Search the records for the string "streaming" and copy every line in which it appears.

Extracted data entries:
━━━━━━━━

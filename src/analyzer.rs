// SPDX-License-Identifier: MIT OR Apache-2.0

#[cfg(not(feature = "std"))]
use alloc::{vec, vec::Vec};

use crate::class::{classify_text, is_high_surrogate, is_low_surrogate};
use crate::explicit::{
    inherit_hidden_classes, inheritable, resolve_explicit_levels, EmbeddingStatus,
};
use crate::implicit::{
    resolve_implicit_levels, restore_paragraph_levels, PARAGRAPH_TERMINATOR_LEVEL,
};
use crate::weak::{WeakContext, WeakTypeResolver};
use crate::{
    classify, decode_codepoint, resolve_fast_path, AnalysisFlags, AnalysisState, BidiError,
    DirectionClass,
};

/// Characters scanned past the hint looking for a place to stop
pub const MAX_HINT_EXTENSION: usize = 20;

/// Result of [`analyze`]
#[derive(Clone, Debug, Default, Eq, PartialEq)]
pub struct Analysis {
    /// Embedding level of every code unit
    pub levels: Vec<u8>,
    /// Resolved class of every code unit
    pub classes: Vec<DirectionClass>,
    /// Code units resolved from the start of the text; levels past this are provisional
    pub resolved: usize,
}

/// Paragraph level from the first strong character of the first paragraph (P2, P3)
pub fn first_strong_direction(text: &[u16]) -> Option<u8> {
    let mut i = 0;
    while i < text.len() {
        let (codepoint, units) = decode_codepoint(text, i);
        match classify(codepoint) {
            DirectionClass::Left => return Some(0),
            DirectionClass::Right | DirectionClass::ArabicLetter => return Some(1),
            DirectionClass::ParagraphSeparator => return None,
            _ => {}
        }
        i += units;
    }
    None
}

/// First position at or after `hint` where the text can be cut without changing the levels
/// before it. Runs of one strong class are kept together, and a hint on a weak or neutral
/// character moves past the next strong one.
fn hint_limit(text: &[u16], classes: &[DirectionClass], hint: usize) -> usize {
    let len = classes.len();
    let mut end = hint;
    let class = classes[end];
    if class.is_strong() {
        while end < len && end - hint < MAX_HINT_EXTENSION && classes[end] == class {
            end += 1;
        }
    } else {
        while end < len && end - hint < MAX_HINT_EXTENSION && !classes[end].is_strong() {
            end += 1;
        }
        if end < len && classes[end].is_strong() {
            end += 1;
        }
    }
    if end > 0 && end < len && is_low_surrogate(text[end]) && is_high_surrogate(text[end - 1]) {
        end += 1;
    }
    end
}

/// Resolve the embedding level of every code unit of `text`.
///
/// `state` is read when [`AnalysisFlags::CONTINUE_ANALYSIS`] is set and updated whenever it is
/// given. When the returned [`Analysis::resolved`] is short of the text length, the next call
/// must start at that position with `CONTINUE_ANALYSIS` and the updated state.
///
/// `max_hint` only matters with [`AnalysisFlags::MAXIMUM_HINT`]; analysis may stop soon after
/// it, so a hint short of the text length needs a `state` to continue from.
pub fn analyze(
    text: &[u16],
    max_hint: usize,
    flags: AnalysisFlags,
    state: Option<&mut AnalysisState>,
) -> Result<Analysis, BidiError> {
    let Some(&last) = text.last() else {
        return Err(BidiError::EmptyText);
    };
    let continuing = flags.contains(AnalysisFlags::CONTINUE_ANALYSIS);
    let ends_paragraph = classify(last as u32) == DirectionClass::ParagraphSeparator;
    let truncating = flags.contains(AnalysisFlags::MAXIMUM_HINT) && max_hint < text.len();
    if state.is_none()
        && (continuing
            || truncating
            || (flags.contains(AnalysisFlags::INCOMPLETE_TEXT) && !ends_paragraph))
    {
        return Err(BidiError::MissingState);
    }

    let (initial, seed, preceding) = match state.as_deref() {
        Some(saved) if continuing => {
            if !saved.is_valid() {
                return Err(BidiError::InvalidState);
            }
            let seed = WeakContext {
                last_strong: saved.last_strong_class(),
                last_number: saved.last_number_class(),
            };
            (EmbeddingStatus::from_state(saved)?, seed, saved.hidden_class())
        }
        _ => {
            let base_level = if flags.contains(AnalysisFlags::RIGHT_TO_LEFT) {
                1
            } else if flags.contains(AnalysisFlags::FIRST_STRONG) {
                first_strong_direction(text).unwrap_or(0)
            } else {
                0
            };
            let status = EmbeddingStatus::new(base_level).ok_or(BidiError::InvalidState)?;
            let mut seed = WeakContext::from_sor(DirectionClass::for_level(base_level));
            if flags.contains(AnalysisFlags::PREVIOUS_STRONG_IS_ARABIC) {
                seed.last_strong = DirectionClass::ArabicLetter;
            }
            (status, seed, None)
        }
    };
    let base_level = initial.base_level();

    let mut classes = classify_text(text);
    inherit_hidden_classes(text, &mut classes, preceding);
    let original = classes.clone();
    let mut levels = vec![base_level; text.len()];

    if !continuing
        && classes
            .iter()
            .all(|&class| class == DirectionClass::ParagraphSeparator)
    {
        if let Some(state) = state {
            *state = AnalysisState::new(base_level);
        }
        return Ok(Analysis {
            levels,
            classes,
            resolved: text.len(),
        });
    }

    let incomplete = flags.contains(AnalysisFlags::INCOMPLETE_TEXT) && !ends_paragraph;
    let limit = if truncating {
        hint_limit(text, &classes, max_hint)
    } else {
        text.len()
    };
    if limit < text.len() {
        log::debug!("stopping analysis at {} for hint {}", limit, max_hint);
    }
    let open = incomplete || limit < text.len();

    if !continuing && !open {
        if let Some(last_strong) =
            resolve_fast_path(&mut classes, &mut levels, base_level, seed.last_strong)
        {
            if let Some(state) = state {
                *state = if ends_paragraph {
                    AnalysisState::new(base_level)
                } else {
                    AnalysisState::from_parts(initial.stack, 0, 0, last_strong, None)
                        .with_hidden_class(inheritable(original[text.len() - 1]))
                };
            }
            return Ok(Analysis {
                levels,
                classes,
                resolved: text.len(),
            });
        }
        classes.copy_from_slice(&original);
        levels.fill(base_level);
    }

    let explicit = resolve_explicit_levels(
        &text[..limit],
        &mut classes[..limit],
        &mut levels[..limit],
        initial,
        flags.contains(AnalysisFlags::IGNORE_DIRECTIONAL_CONTROLS),
    );
    let runs = &explicit.runs;

    // The paragraph still open at the end, and the last run in it with content; both only
    // matter when more text may follow
    let paragraph_start = if open {
        levels[..limit]
            .iter()
            .rposition(|&level| level == PARAGRAPH_TERMINATOR_LEVEL)
            .map_or(0, |i| i + 1)
    } else {
        limit
    };
    let open_run = if open {
        runs.iter()
            .rposition(|run| run.range.start >= paragraph_start && !run.boundary_only)
    } else {
        None
    };

    let mut resolved = if open { paragraph_start } else { limit };
    let mut context = if paragraph_start > 0 {
        WeakContext::from_sor(DirectionClass::for_level(base_level))
    } else {
        seed
    };
    let mut stopped = false;
    let literal_numbers = flags.contains(AnalysisFlags::OVERRIDE_EUROPEAN_NUMBER);
    for (k, run) in runs.iter().enumerate() {
        if open
            && run.range.start >= paragraph_start
            && open_run.map_or(true, |last| k > last)
        {
            break;
        }
        let streaming = open_run == Some(k);
        let resumes = k == 0 && run.paragraph == 0 && run.level == initial.stack.current_level();
        let run_seed = if resumes {
            seed
        } else {
            WeakContext::from_sor(run.sor)
        };
        let range = run.range.clone();
        // Trailing boundary neutrals of the open run may still be raised by what follows
        let content_end = classes[range.clone()]
            .iter()
            .rposition(|&class| class != DirectionClass::BoundaryNeutral)
            .map_or(0, |i| i + 1);

        let outcome = WeakTypeResolver::new(
            &mut classes[range.clone()],
            run.level,
            run_seed,
            streaming,
            literal_numbers,
        )
        .resolve(run.eor);
        let done = if streaming {
            outcome.resolved.min(content_end)
        } else {
            outcome.resolved
        };
        resolve_implicit_levels(
            text,
            &classes,
            &original,
            &mut levels,
            range.start..range.start + done,
            base_level,
        );
        if streaming || !open {
            context = outcome.context;
        }
        if streaming {
            resolved = range.start + done;
        } else if done < range.len() {
            log::warn!("analysis stopped inside the run at {:?}", range);
            resolved = range.start + done;
            stopped = true;
            break;
        }
    }
    restore_paragraph_levels(&mut levels[..limit], base_level);

    if let Some(state) = state {
        *state = if resolved == text.len() && ends_paragraph {
            AnalysisState::new(base_level)
        } else {
            let status = if open || stopped {
                explicit.status_before(resolved, initial)
            } else {
                explicit.status
            };
            // A hidden character opening the next call inherits from the last resolved one
            let hidden = match resolved {
                0 => preceding,
                _ => inheritable(original[resolved - 1]),
            };
            AnalysisState::from_parts(
                status.stack,
                status.overrides,
                status.overflow,
                context.last_strong,
                context.last_number,
            )
            .with_hidden_class(hidden)
        };
    }

    Ok(Analysis {
        levels,
        classes,
        resolved,
    })
}

/// [`analyze`] for a string, which is encoded to UTF-16 first
pub fn analyze_str(
    text: &str,
    max_hint: usize,
    flags: AnalysisFlags,
    state: Option<&mut AnalysisState>,
) -> Result<Analysis, BidiError> {
    let text: Vec<u16> = text.encode_utf16().collect();
    analyze(&text, max_hint, flags, state)
}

━━━━━━━━

Answer to the problem:
        let streaming = open_run == Some(k);
            streaming,
        let done = if streaming {
        if streaming || !open {
        if streaming {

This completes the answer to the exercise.